** Opening Records provided block **

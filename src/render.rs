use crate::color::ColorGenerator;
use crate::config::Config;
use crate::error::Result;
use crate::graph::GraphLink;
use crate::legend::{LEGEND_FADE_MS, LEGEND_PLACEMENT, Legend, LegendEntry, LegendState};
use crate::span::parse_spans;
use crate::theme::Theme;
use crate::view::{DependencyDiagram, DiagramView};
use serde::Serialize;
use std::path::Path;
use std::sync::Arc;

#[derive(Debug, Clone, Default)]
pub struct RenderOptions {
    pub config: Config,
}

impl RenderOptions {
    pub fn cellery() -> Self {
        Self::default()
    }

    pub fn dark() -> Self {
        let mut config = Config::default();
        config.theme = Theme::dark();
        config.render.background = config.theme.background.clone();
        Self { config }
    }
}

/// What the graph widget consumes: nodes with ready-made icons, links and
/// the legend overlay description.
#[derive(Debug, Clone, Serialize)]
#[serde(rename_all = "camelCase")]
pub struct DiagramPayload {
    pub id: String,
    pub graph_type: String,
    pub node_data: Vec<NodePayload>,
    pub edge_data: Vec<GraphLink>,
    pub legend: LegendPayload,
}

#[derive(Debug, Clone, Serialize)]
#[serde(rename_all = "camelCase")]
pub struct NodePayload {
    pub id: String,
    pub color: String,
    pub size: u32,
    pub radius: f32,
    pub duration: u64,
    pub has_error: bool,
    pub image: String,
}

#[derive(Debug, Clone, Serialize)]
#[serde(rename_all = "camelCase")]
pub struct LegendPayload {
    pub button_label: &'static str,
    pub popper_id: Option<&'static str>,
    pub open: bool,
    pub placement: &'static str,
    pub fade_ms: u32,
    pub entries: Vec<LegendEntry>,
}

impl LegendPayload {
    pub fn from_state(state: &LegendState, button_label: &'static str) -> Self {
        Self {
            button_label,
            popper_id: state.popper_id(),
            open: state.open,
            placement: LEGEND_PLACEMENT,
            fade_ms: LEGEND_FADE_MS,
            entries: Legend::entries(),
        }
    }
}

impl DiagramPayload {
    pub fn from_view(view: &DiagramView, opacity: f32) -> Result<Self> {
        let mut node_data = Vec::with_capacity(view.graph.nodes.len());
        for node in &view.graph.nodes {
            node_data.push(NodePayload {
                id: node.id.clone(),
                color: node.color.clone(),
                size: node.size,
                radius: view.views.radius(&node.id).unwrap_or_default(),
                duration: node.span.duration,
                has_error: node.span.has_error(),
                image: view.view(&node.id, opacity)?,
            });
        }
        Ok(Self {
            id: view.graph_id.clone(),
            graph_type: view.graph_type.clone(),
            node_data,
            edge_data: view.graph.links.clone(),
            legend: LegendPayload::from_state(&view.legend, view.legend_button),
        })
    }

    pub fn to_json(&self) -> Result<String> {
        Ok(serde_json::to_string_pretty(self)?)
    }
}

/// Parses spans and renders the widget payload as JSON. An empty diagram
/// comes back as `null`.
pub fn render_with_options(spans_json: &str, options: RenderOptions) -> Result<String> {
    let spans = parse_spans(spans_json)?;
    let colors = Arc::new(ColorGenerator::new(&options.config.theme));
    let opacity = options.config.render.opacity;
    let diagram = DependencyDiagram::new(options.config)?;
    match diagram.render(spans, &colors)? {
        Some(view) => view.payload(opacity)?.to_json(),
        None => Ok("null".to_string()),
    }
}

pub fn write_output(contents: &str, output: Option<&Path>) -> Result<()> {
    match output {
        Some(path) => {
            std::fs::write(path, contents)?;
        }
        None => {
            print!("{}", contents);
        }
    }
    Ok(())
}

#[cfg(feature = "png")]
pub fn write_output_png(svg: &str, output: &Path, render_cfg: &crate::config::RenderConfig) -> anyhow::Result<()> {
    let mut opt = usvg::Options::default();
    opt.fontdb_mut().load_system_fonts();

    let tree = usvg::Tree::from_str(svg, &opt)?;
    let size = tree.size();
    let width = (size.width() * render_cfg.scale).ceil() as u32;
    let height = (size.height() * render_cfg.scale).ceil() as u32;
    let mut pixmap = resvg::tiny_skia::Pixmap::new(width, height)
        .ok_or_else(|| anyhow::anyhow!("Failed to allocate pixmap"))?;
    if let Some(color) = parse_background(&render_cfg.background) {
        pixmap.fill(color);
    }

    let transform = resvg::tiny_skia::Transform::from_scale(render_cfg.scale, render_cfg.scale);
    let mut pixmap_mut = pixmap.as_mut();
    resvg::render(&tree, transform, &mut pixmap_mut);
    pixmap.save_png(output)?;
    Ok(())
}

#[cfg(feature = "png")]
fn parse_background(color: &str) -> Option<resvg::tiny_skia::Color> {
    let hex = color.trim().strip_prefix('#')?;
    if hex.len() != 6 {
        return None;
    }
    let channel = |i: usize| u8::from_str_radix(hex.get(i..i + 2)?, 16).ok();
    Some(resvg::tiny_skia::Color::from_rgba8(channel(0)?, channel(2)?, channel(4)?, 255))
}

** Closing Records provided block **
** Opening Records provided block **

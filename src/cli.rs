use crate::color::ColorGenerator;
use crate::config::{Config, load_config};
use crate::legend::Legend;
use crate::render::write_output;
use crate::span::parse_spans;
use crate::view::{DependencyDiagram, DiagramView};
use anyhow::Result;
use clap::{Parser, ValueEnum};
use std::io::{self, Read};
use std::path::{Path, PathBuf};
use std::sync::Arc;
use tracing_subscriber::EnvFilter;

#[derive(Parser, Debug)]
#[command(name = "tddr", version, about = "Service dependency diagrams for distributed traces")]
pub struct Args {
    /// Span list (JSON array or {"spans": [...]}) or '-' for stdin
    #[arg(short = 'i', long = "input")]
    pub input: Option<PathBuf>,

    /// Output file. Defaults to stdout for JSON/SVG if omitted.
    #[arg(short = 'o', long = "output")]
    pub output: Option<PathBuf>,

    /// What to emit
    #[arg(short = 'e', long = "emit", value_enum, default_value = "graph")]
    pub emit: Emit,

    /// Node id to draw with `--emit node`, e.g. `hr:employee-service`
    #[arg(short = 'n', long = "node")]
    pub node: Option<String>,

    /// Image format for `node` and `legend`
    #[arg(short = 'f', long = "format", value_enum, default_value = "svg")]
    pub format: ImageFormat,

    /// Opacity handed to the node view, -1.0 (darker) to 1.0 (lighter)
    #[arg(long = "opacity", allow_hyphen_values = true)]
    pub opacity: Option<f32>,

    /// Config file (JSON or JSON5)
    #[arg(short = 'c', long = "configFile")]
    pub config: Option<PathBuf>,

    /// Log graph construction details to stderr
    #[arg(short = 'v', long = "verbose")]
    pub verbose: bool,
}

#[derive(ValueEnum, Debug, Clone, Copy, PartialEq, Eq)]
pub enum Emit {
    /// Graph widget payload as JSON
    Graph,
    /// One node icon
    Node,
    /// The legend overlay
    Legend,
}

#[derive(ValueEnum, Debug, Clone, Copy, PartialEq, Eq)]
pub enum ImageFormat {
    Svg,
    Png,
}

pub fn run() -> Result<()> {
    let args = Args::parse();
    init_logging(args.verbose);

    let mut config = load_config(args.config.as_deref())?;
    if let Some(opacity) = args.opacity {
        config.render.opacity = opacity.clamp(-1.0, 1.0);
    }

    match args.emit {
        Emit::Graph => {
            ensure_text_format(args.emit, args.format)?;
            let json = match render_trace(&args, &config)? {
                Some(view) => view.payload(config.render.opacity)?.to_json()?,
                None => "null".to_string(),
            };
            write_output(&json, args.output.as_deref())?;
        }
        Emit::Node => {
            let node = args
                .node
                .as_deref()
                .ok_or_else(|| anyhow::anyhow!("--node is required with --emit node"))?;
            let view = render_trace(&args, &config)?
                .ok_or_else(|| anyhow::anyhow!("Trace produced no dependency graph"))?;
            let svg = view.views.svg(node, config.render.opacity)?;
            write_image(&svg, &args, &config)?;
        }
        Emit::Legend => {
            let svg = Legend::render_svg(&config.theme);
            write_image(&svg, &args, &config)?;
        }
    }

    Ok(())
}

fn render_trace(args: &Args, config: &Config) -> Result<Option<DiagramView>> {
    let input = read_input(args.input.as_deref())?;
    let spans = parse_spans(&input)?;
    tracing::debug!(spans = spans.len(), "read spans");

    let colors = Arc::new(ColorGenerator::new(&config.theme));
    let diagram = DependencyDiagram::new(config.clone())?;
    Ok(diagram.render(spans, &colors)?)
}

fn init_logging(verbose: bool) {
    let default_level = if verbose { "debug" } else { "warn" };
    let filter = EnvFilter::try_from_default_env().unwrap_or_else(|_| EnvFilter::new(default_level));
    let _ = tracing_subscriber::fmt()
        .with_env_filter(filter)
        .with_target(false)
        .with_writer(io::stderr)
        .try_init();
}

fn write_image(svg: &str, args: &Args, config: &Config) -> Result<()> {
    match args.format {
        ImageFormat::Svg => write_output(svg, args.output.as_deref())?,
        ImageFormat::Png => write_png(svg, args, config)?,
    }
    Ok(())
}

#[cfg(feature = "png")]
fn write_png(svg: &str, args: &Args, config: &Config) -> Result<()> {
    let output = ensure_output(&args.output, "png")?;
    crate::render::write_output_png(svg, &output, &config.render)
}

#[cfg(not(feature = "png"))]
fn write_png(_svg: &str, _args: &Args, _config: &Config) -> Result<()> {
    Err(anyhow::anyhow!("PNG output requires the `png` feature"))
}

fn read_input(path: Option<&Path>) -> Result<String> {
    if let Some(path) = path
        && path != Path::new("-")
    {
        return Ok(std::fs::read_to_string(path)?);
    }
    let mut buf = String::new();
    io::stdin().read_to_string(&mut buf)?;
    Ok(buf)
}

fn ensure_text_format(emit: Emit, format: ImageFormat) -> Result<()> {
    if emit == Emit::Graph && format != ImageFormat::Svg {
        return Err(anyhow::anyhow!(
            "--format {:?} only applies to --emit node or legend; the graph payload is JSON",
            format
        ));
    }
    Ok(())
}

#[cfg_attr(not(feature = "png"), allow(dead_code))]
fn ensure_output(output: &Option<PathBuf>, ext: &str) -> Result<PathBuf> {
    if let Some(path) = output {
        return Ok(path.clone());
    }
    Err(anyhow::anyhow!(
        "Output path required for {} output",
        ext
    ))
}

** Closing Records provided block **

### Work to complete
Across the entries, tally every line that contains the word "short" and report the sum by itself.

### Exercise answer
7